Exercise input Start Marker

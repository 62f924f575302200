//! Upper envelope of the facet-distance functions along one segment.

use std::collections::VecDeque;

use super::UpperEnvelope;
use super::distance::PolyhedralDistance;
use crate::types::Point;

#[derive(Debug, Clone, Copy)]
struct Entry {
    index: usize,
    height: f64,
    slope: f64,
}

/// One facet's candidate lines, all parallel. Newest at the front;
/// heights strictly decrease from back to front.
#[derive(Debug, Clone)]
struct FacetList {
    facet: Point,
    slope: f64,
    entries: VecDeque<Entry>,
}

/// Envelope for a polyhedral distance, kept as one list of parallel
/// lines per facet with facets sorted by slope.
#[derive(Debug, Clone)]
pub struct PolyhedralUpperEnvelope {
    p1: Point,
    lists: Vec<FacetList>,
}

impl PolyhedralUpperEnvelope {
    /// Envelope over segment `p1`–`p2` for the given facets.
    #[must_use]
    pub fn new(facets: &[Point], p1: Point, p2: Point) -> Self {
        let mut lists: Vec<FacetList> = facets
            .iter()
            .map(|&facet| FacetList {
                facet,
                slope: PolyhedralDistance::facet_slope(p1, p2, facet),
                entries: VecDeque::new(),
            })
            .collect();
        lists.sort_by(|a, b| a.slope.total_cmp(&b.slope));
        Self { p1, lists }
    }
}

/// Parameter where two lines meet; infinite or NaN for parallel lines.
fn meet(a: &Entry, b: &Entry) -> f64 {
    (b.height - a.height) / (a.slope - b.slope)
}

impl UpperEnvelope for PolyhedralUpperEnvelope {
    fn add(&mut self, index: usize, q: Point) {
        let d = self.p1 - q;
        for list in &mut self.lists {
            let entry = Entry {
                index,
                height: PolyhedralDistance::facet_distance(d, list.facet),
                slope: list.slope,
            };
            while list
                .entries
                .front()
                .is_some_and(|front| front.height <= entry.height)
            {
                list.entries.pop_front();
            }
            list.entries.push_front(entry);
        }
    }

    fn remove_upto(&mut self, index: usize) {
        for list in &mut self.lists {
            while list.entries.back().is_some_and(|back| back.index <= index) {
                list.entries.pop_back();
            }
        }
    }

    fn clear(&mut self) {
        for list in &mut self.lists {
            list.entries.clear();
        }
    }

    fn truncate_last(&mut self) {
        for list in self.lists.iter_mut().rev() {
            if list.slope <= 0.0 {
                break;
            }
            list.entries.clear();
        }
    }

    fn find_minimum(&self, constants: &[f64]) -> f64 {
        let mut lines = Vec::with_capacity(self.lists.len());
        for list in &self.lists {
            match list.entries.back() {
                Some(entry) => lines.push(*entry),
                None => return f64::INFINITY,
            }
        }

        // Keep the decreasing part of the envelope over [0, 1], up to the
        // first increasing line before 1.
        let mut env: Vec<Entry> = Vec::with_capacity(lines.len());
        let mut at: Vec<f64> = Vec::with_capacity(lines.len());
        let Some((&first, rest)) = lines.split_first() else {
            return constants.iter().copied().fold(f64::NEG_INFINITY, f64::max);
        };
        env.push(first);
        at.push(0.0);

        for &line in rest {
            let Some(prev) = env.last() else { break };
            at.push(meet(prev, &line));
            env.push(line);
            let mut n = env.len();

            if !at[n - 1].is_finite() {
                if env[n - 1].height > env[n - 2].height {
                    env[n - 2] = env[n - 1];
                    if n > 2 {
                        at[n - 2] = meet(&env[n - 3], &line);
                    }
                }
                n -= 1;
            }

            while n > 1 && at[n - 1] < at[n - 2] {
                env[n - 2] = env[n - 1];
                if n > 2 {
                    at[n - 2] = meet(&env[n - 3], &line);
                }
                n -= 1;
            }

            if n > 1 && (at[n - 1] > 1.0 || env[n - 2].slope > 0.0) {
                n -= 1;
            }

            env.truncate(n);
            at.truncate(n);
        }

        let last = env.len() - 1;
        let top = env[last];
        let min = if top.slope > 0.0 {
            if last > 0 {
                top.slope.mul_add(at[last], top.height)
            } else {
                top.height
            }
        } else {
            top.slope + top.height
        };

        constants.iter().copied().fold(min, f64::max)
    }
}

Exercise input End Marker

*What you need to do*.
Transcribe the full listing exactly, keeping every word as it is.

*Solution below*.
repository 62f924f575302200
//! Upper envelope of the facet-distance functions along one segment.

use std::collections::VecDeque;

use super::UpperEnvelope;
use super::distance::PolyhedralDistance;
use crate::types::Point;

#[derive(Debug, Clone, Copy)]
struct Entry {
    index: usize,
    height: f64,
    slope: f64,
}

/// One facet's candidate lines, all parallel. Newest at the front;
/// heights strictly decrease from back to front.
#[derive(Debug, Clone)]
struct FacetList {
    facet: Point,
    slope: f64,
    entries: VecDeque<Entry>,
}

/// Envelope for a polyhedral distance, kept as one list of parallel
/// lines per facet with facets sorted by slope.
#[derive(Debug, Clone)]
pub struct PolyhedralUpperEnvelope {
    p1: Point,
    lists: Vec<FacetList>,
}

impl PolyhedralUpperEnvelope {
    /// Envelope over segment `p1`–`p2` for the given facets.
    #[must_use]
    pub fn new(facets: &[Point], p1: Point, p2: Point) -> Self {
        let mut lists: Vec<FacetList> = facets
            .iter()
            .map(|&facet| FacetList {
                facet,
                slope: PolyhedralDistance::facet_slope(p1, p2, facet),
                entries: VecDeque::new(),
            })
            .collect();
        lists.sort_by(|a, b| a.slope.total_cmp(&b.slope));
        Self { p1, lists }
    }
}

/// Parameter where two lines meet; infinite or NaN for parallel lines.
fn meet(a: &Entry, b: &Entry) -> f64 {
    (b.height - a.height) / (a.slope - b.slope)
}

impl UpperEnvelope for PolyhedralUpperEnvelope {
    fn add(&mut self, index: usize, q: Point) {
        let d = self.p1 - q;
        for list in &mut self.lists {
            let entry = Entry {
                index,
                height: PolyhedralDistance::facet_distance(d, list.facet),
                slope: list.slope,
            };
            while list
                .entries
                .front()
                .is_some_and(|front| front.height <= entry.height)
            {
                list.entries.pop_front();
            }
            list.entries.push_front(entry);
        }
    }

    fn remove_upto(&mut self, index: usize) {
        for list in &mut self.lists {
            while list.entries.back().is_some_and(|back| back.index <= index) {
                list.entries.pop_back();
            }
        }
    }

    fn clear(&mut self) {
        for list in &mut self.lists {
            list.entries.clear();
        }
    }

    fn truncate_last(&mut self) {
        for list in self.lists.iter_mut().rev() {
            if list.slope <= 0.0 {
                break;
            }
            list.entries.clear();
        }
    }

    fn find_minimum(&self, constants: &[f64]) -> f64 {
        let mut lines = Vec::with_capacity(self.lists.len());
        for list in &self.lists {
            match list.entries.back() {
                Some(entry) => lines.push(*entry),
                None => return f64::INFINITY,
            }
        }

        // Keep the decreasing part of the envelope over [0, 1], up to the
        // first increasing line before 1.
        let mut env: Vec<Entry> = Vec::with_capacity(lines.len());
        let mut at: Vec<f64> = Vec::with_capacity(lines.len());
        let Some((&first, rest)) = lines.split_first() else {
            return constants.iter().copied().fold(f64::NEG_INFINITY, f64::max);
        };
        env.push(first);
        at.push(0.0);

        for &line in rest {
            let Some(prev) = env.last() else { break };
            at.push(meet(prev, &line));
            env.push(line);
            let mut n = env.len();

            if !at[n - 1].is_finite() {
                if env[n - 1].height > env[n - 2].height {
                    env[n - 2] = env[n - 1];
                    if n > 2 {
                        at[n - 2] = meet(&env[n - 3], &line);
                    }
                }
                n -= 1;
            }

            while n > 1 && at[n - 1] < at[n - 2] {
                env[n - 2] = env[n - 1];
                if n > 2 {
                    at[n - 2] = meet(&env[n - 3], &line);
                }
                n -= 1;
            }

            if n > 1 && (at[n - 1] > 1.0 || env[n - 2].slope > 0.0) {
                n -= 1;
            }

            env.truncate(n);
            at.truncate(n);
        }

        let last = env.len() - 1;
        let top = env[last];
        let min = if top.slope > 0.0 {
            if last > 0 {
                top.slope.mul_add(at[last], top.height)
            } else {
                top.height
            }
        } else {
            top.slope + top.height
        };

        constants.iter().copied().fold(min, f64::max)
    }
}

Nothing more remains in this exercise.